After the re-opening-driven surge in GDP in 4Q21, the 1Q22 GDP figures were always going to look a little tame. And in truth, you can't make much of numbers such as these when they are whipsawing about in this fashion. That said, 0.8%QoQ GDP growth would be a reasonable quarterly growth rate even if there was less volatility, and is equivalent to a 3.2% annualised rate - trend growth or thereabouts for Australia. That growth outcome also occurred even with a very big drag from net exports - data which was already reported the previous day.
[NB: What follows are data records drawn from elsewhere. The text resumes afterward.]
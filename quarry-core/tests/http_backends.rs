//! HTTP contract tests for the evidence source and the reasoning backends
//! using wiremock.

use pretty_assertions::assert_eq;
use quarry_core::config::{ProviderConfig, ProviderKind, SearchConfig, SharedConfig};
use quarry_core::error::{BackendError, ConfigError, QuarryError, SearchError};
use quarry_core::providers::{GeminiBackend, ResearchBackend, SearchAugmented, select_backend};
use quarry_core::research::{NoOpObserver, ResearchOrchestrator};
use quarry_core::search::{EvidenceSource, TavilySearch};
use quarry_core::types::{ResearchStep, Source, StepStatus};
use quarry_core::validator::ConfigValidator;
use serde_json::json;
use std::sync::Arc;
use wiremock::matchers::{
    body_partial_json, body_string_contains, header, method, path, query_param,
};
use wiremock::{Mock, MockServer, ResponseTemplate};

const UNSET_ENV: &str = "QUARRY_HTTP_TEST_UNSET_TAVILY_KEY";

fn tavily(server: &MockServer) -> TavilySearch {
    TavilySearch::from_config(&SearchConfig {
        endpoint: format!("{}/search", server.uri()),
        api_key_env: UNSET_ENV.into(),
    })
    .unwrap()
}

fn tavily_body() -> serde_json::Value {
    json!({
        "query": "current AI tools in classrooms",
        "results": [
            {
                "url": "https://edtech.example/tools",
                "title": "Classroom AI tools",
                "content": "Adaptive tutoring systems are now common.",
                "score": 0.93
            },
            {
                "url": "https://unesco.example/report",
                "title": "UNESCO report",
                "content": "Guidance on generative AI in education.",
                "score": 0.88
            }
        ]
    })
}

fn openai_reply(content: &str) -> serde_json::Value {
    json!({
        "id": "chatcmpl-1",
        "object": "chat.completion",
        "choices": [{
            "index": 0,
            "message": {"role": "assistant", "content": content},
            "finish_reason": "stop"
        }]
    })
}

fn minimax_reply(content: &str) -> serde_json::Value {
    let mut body = openai_reply(content);
    body["base_resp"] = json!({"status_code": 0, "status_msg": "success"});
    body
}

fn gemini_reply(text: &str, chunks: serde_json::Value) -> serde_json::Value {
    json!({
        "candidates": [{
            "content": {"role": "model", "parts": [{"text": text}]},
            "finishReason": "STOP",
            "groundingMetadata": {"groundingChunks": chunks}
        }]
    })
}

// --- Evidence source ---

#[tokio::test]
async fn test_tavily_sends_credential_and_cap() {
    let server = MockServer::start().await;
    Mock::given(method("POST"))
        .and(path("/search"))
        .and(body_partial_json(json!({
            "api_key": "tvly-test",
            "query": "current AI tools in classrooms",
            "max_results": 5,
            "search_depth": "basic"
        })))
        .respond_with(ResponseTemplate::new(200).set_body_json(tavily_body()))
        .expect(1)
        .mount(&server)
        .await;

    let results = tavily(&server)
        .search("current AI tools in classrooms", 5, Some("tvly-test"))
        .await
        .unwrap();

    assert_eq!(results.hits.len(), 2);
    assert_eq!(
        results.citations,
        vec![
            Source::new("https://edtech.example/tools", "Classroom AI tools"),
            Source::new("https://unesco.example/report", "UNESCO report"),
        ]
    );
}

#[tokio::test]
async fn test_tavily_error_body_is_surfaced_verbatim() {
    let server = MockServer::start().await;
    Mock::given(method("POST"))
        .and(path("/search"))
        .respond_with(ResponseTemplate::new(401).set_body_string(r#"{"detail":"Unauthorized"}"#))
        .mount(&server)
        .await;

    let err = tavily(&server).search("q", 5, Some("bad")).await.unwrap_err();

    match err {
        SearchError::Http { status, body } => {
            assert_eq!(status, 401);
            assert_eq!(body, r#"{"detail":"Unauthorized"}"#);
        }
        other => panic!("Expected Http error, got {:?}", other),
    }
}

#[tokio::test]
async fn test_tavily_missing_credential_makes_no_request() {
    let server = MockServer::start().await;
    Mock::given(method("POST"))
        .respond_with(ResponseTemplate::new(200).set_body_json(tavily_body()))
        .expect(0)
        .mount(&server)
        .await;

    let err = tavily(&server).search("q", 5, None).await.unwrap_err();

    assert!(matches!(err, SearchError::MissingCredential { .. }));
}

// --- MiniMax ---

fn minimax_config(server: &MockServer) -> ProviderConfig {
    ProviderConfig::new(ProviderKind::MiniMax)
        .with_api_key("mm-key")
        .with_group_id("1789")
        .with_base_url(format!("{}/v1", server.uri()))
        .with_search_api_key("tvly-test")
}

#[tokio::test]
async fn test_minimax_step_searches_then_analyzes() {
    let server = MockServer::start().await;
    Mock::given(method("POST"))
        .and(path("/search"))
        .respond_with(ResponseTemplate::new(200).set_body_json(tavily_body()))
        .expect(1)
        .mount(&server)
        .await;
    Mock::given(method("POST"))
        .and(path("/v1/text/chatcompletion_v2"))
        .and(query_param("GroupId", "1789"))
        .and(header("authorization", "Bearer mm-key"))
        .and(body_partial_json(json!({"model": "abab6.5s-chat"})))
        .respond_with(
            ResponseTemplate::new(200).set_body_json(minimax_reply("Tutoring tools lead [1].")),
        )
        .expect(1)
        .mount(&server)
        .await;

    let backend = SearchAugmented::minimax(Arc::new(tavily(&server))).unwrap();
    let outcome = backend
        .execute_research_step(&minimax_config(&server), "current AI tools in classrooms")
        .await
        .unwrap();

    assert_eq!(outcome.result, "Tutoring tools lead [1].");
    assert_eq!(outcome.sources.len(), 2);
    assert_eq!(outcome.sources[0].uri, "https://edtech.example/tools");
}

#[tokio::test]
async fn test_minimax_base_resp_failure_is_an_error() {
    let server = MockServer::start().await;
    Mock::given(method("POST"))
        .and(path("/v1/text/chatcompletion_v2"))
        .respond_with(ResponseTemplate::new(200).set_body_json(json!({
            "choices": [],
            "base_resp": {"status_code": 1004, "status_msg": "authorized_error"}
        })))
        .mount(&server)
        .await;

    let backend = SearchAugmented::minimax(Arc::new(tavily(&server))).unwrap();
    let err = backend
        .generate_research_plan(&minimax_config(&server), "q")
        .await
        .unwrap_err();

    assert_eq!(
        err.to_string(),
        "Request to MiniMax failed: status_code 1004: authorized_error"
    );
}

// --- Local OpenAI-compatible endpoint ---

fn local_config(server: &MockServer) -> ProviderConfig {
    ProviderConfig::new(ProviderKind::Local)
        .with_base_url(format!("{}/v1", server.uri()))
        .with_model("llama3.1:8b")
        .with_search_api_key("tvly-test")
}

#[tokio::test]
async fn test_local_plan_is_parsed_from_prose() {
    let server = MockServer::start().await;
    Mock::given(method("POST"))
        .and(path("/v1/chat/completions"))
        .and(body_partial_json(json!({"model": "llama3.1:8b"})))
        .respond_with(ResponseTemplate::new(200).set_body_json(openai_reply(
            "Sure! Here you go:\n[{\"query\": \"a\"}, {\"query\": \"b\"}, {\"query\": \"c\"}]",
        )))
        .expect(1)
        .mount(&server)
        .await;

    let backend = SearchAugmented::local(Arc::new(tavily(&server))).unwrap();
    let steps = backend
        .generate_research_plan(&local_config(&server), "q")
        .await
        .unwrap();

    let queries: Vec<&str> = steps.iter().map(|s| s.query.as_str()).collect();
    assert_eq!(queries, vec!["a", "b", "c"]);
    assert!(steps.iter().all(|s| s.status == StepStatus::Pending));
}

#[tokio::test]
async fn test_local_analysis_failure_returns_raw_context() {
    let server = MockServer::start().await;
    Mock::given(method("POST"))
        .and(path("/search"))
        .respond_with(ResponseTemplate::new(200).set_body_json(tavily_body()))
        .mount(&server)
        .await;
    Mock::given(method("POST"))
        .and(path("/v1/chat/completions"))
        .respond_with(ResponseTemplate::new(500).set_body_string("model crashed"))
        .mount(&server)
        .await;

    let backend = SearchAugmented::local(Arc::new(tavily(&server))).unwrap();
    let outcome = backend
        .execute_research_step(&local_config(&server), "q")
        .await
        .unwrap();

    assert!(outcome.result.starts_with("[1] Classroom AI tools\n"));
    assert!(outcome.result.contains("\n\n[2] UNESCO report\n"));
    assert_eq!(outcome.sources.len(), 2);
}

#[tokio::test]
async fn test_local_plan_http_error_propagates_with_body() {
    let server = MockServer::start().await;
    Mock::given(method("POST"))
        .and(path("/v1/chat/completions"))
        .respond_with(ResponseTemplate::new(404).set_body_string("model 'llama3.1:8b' not found"))
        .mount(&server)
        .await;

    let backend = SearchAugmented::local(Arc::new(tavily(&server))).unwrap();
    let err = backend
        .generate_research_plan(&local_config(&server), "q")
        .await
        .unwrap_err();

    match err {
        BackendError::Http { status, body, .. } => {
            assert_eq!(status, 404);
            assert_eq!(body, "model 'llama3.1:8b' not found");
        }
        other => panic!("Expected Http error, got {:?}", other),
    }
}

// --- Gemini ---

fn gemini_config(server: &MockServer) -> ProviderConfig {
    ProviderConfig::new(ProviderKind::Gemini)
        .with_api_key("g-key")
        .with_base_url(format!("{}/v1beta", server.uri()))
}

#[tokio::test]
async fn test_gemini_step_uses_search_grounding() {
    let server = MockServer::start().await;
    Mock::given(method("POST"))
        .and(path("/v1beta/models/gemini-2.5-flash:generateContent"))
        .and(query_param("key", "g-key"))
        .and(body_partial_json(json!({"tools": [{"google_search": {}}]})))
        .respond_with(ResponseTemplate::new(200).set_body_json(gemini_reply(
            "Teachers cite training gaps.",
            json!([
                {"web": {"uri": "https://survey.example/teachers", "title": "survey.example"}},
                {"web": {"title": "no uri"}}
            ]),
        )))
        .expect(1)
        .mount(&server)
        .await;

    let backend = GeminiBackend::new().unwrap();
    let outcome = backend
        .execute_research_step(&gemini_config(&server), "teacher adoption barriers")
        .await
        .unwrap();

    assert_eq!(outcome.result, "Teachers cite training gaps.");
    assert_eq!(
        outcome.sources,
        vec![Source::new("https://survey.example/teachers", "survey.example")]
    );
}

#[tokio::test]
async fn test_gemini_synthesis_parses_fenced_json() {
    let server = MockServer::start().await;
    Mock::given(method("POST"))
        .and(path("/v1beta/models/gemini-2.5-flash:generateContent"))
        .respond_with(ResponseTemplate::new(200).set_body_json(gemini_reply(
            "```json\n{\"summary\": \"Short.\", \"deepDive\": \"## Long\"}\n```",
            json!([]),
        )))
        .mount(&server)
        .await;

    let mut step = ResearchStep::pending("q1");
    step.status = StepStatus::Completed;
    step.result = Some("r1".into());

    let synthesis = GeminiBackend::new()
        .unwrap()
        .synthesize_analysis(&gemini_config(&server), "original", &[step])
        .await
        .unwrap();

    assert_eq!(synthesis.summary, "Short.");
    assert_eq!(synthesis.deep_dive, "## Long");
}

// --- Validator and full runs over HTTP ---

#[tokio::test]
async fn test_validator_probes_local_endpoint() {
    let server = MockServer::start().await;
    Mock::given(method("POST"))
        .and(path("/v1/chat/completions"))
        .respond_with(ResponseTemplate::new(200).set_body_json(openai_reply("[]")))
        .expect(1)
        .mount(&server)
        .await;

    let validator = ConfigValidator::new(Arc::new(tavily(&server)));
    let mut config = local_config(&server);

    assert!(validator.validate(&mut config).await);
    assert!(config.is_valid());
}

#[tokio::test]
async fn test_validator_rejects_bad_minimax_credential() {
    let server = MockServer::start().await;
    Mock::given(method("POST"))
        .and(path("/v1/text/chatcompletion_v2"))
        .respond_with(ResponseTemplate::new(401).set_body_string("invalid api key"))
        .expect(1)
        .mount(&server)
        .await;

    let validator = ConfigValidator::new(Arc::new(tavily(&server)));
    let mut config = minimax_config(&server);

    let err = validator.check(&mut config).await.unwrap_err();

    match err {
        QuarryError::Config(ConfigError::ProbeFailed { message }) => {
            assert_eq!(message, "HTTP 401 from MiniMax: invalid api key");
        }
        other => panic!("Expected ProbeFailed, got {:?}", other),
    }
    assert!(!config.is_valid());
}

#[tokio::test]
async fn test_full_run_against_local_endpoint() {
    let server = MockServer::start().await;
    Mock::given(method("POST"))
        .and(path("/search"))
        .respond_with(ResponseTemplate::new(200).set_body_json(tavily_body()))
        .expect(2)
        .mount(&server)
        .await;
    // Validator probe, then the run's own plan request.
    Mock::given(method("POST"))
        .and(path("/v1/chat/completions"))
        .and(body_string_contains("Break the following research question"))
        .respond_with(ResponseTemplate::new(200).set_body_json(openai_reply(
            r#"[{"query":"current AI tools in classrooms"},{"query":"teacher adoption barriers"}]"#,
        )))
        .expect(2)
        .mount(&server)
        .await;
    Mock::given(method("POST"))
        .and(path("/v1/chat/completions"))
        .and(body_string_contains("Using only the search results below"))
        .respond_with(ResponseTemplate::new(200).set_body_json(openai_reply("Step answer.")))
        .expect(2)
        .mount(&server)
        .await;
    Mock::given(method("POST"))
        .and(path("/v1/chat/completions"))
        .and(body_string_contains("final report for the research question"))
        .respond_with(ResponseTemplate::new(200).set_body_json(openai_reply(
            r###"{"summary":"AI helps, unevenly.","deepDive":"## Report"}"###,
        )))
        .expect(1)
        .mount(&server)
        .await;

    let search = Arc::new(tavily(&server));
    let mut config = local_config(&server);
    assert!(
        ConfigValidator::new(search.clone())
            .validate(&mut config)
            .await
    );
    let selection = select_backend(&config, search).unwrap();
    assert!(!selection.substituted());

    let orchestrator =
        ResearchOrchestrator::new(SharedConfig::new(config), Arc::new(NoOpObserver));
    let result = orchestrator
        .run("impact of AI on education", &selection)
        .await
        .unwrap();

    assert_eq!(result.provider, "Local");
    assert_eq!(result.summary, "AI helps, unevenly.");
    assert_eq!(result.steps.len(), 2);
    assert!(result.steps.iter().all(|s| s.status == StepStatus::Completed));
    // Both steps cite the same two pages.
    assert_eq!(result.all_sources.len(), 2);
}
The chart below shows the other main contributors to GDP, and what it highlights most of all is the huge volatility stemming from swings in private investment in previous quarters. That appears to be through the pipeline now, with most components now reverting to something closer to trend growth, and private consumption taking up some of the slack that was previously being taken up by investment. 

A slight worry is the big inventory build this quarter and last, though running this down next quarter will probably stifle import growth, so it shouldn't be too big a problem in terms of the headline GDP numbers.

The coming quarters will also have to deal with higher prices undermining purchasing power as well as rising interest rates, so taking this into account, we now look for a slightly reduced full-year GDP growth rate for 2022 of 4.0%. Still a very respectable total for the year given the backdrop. 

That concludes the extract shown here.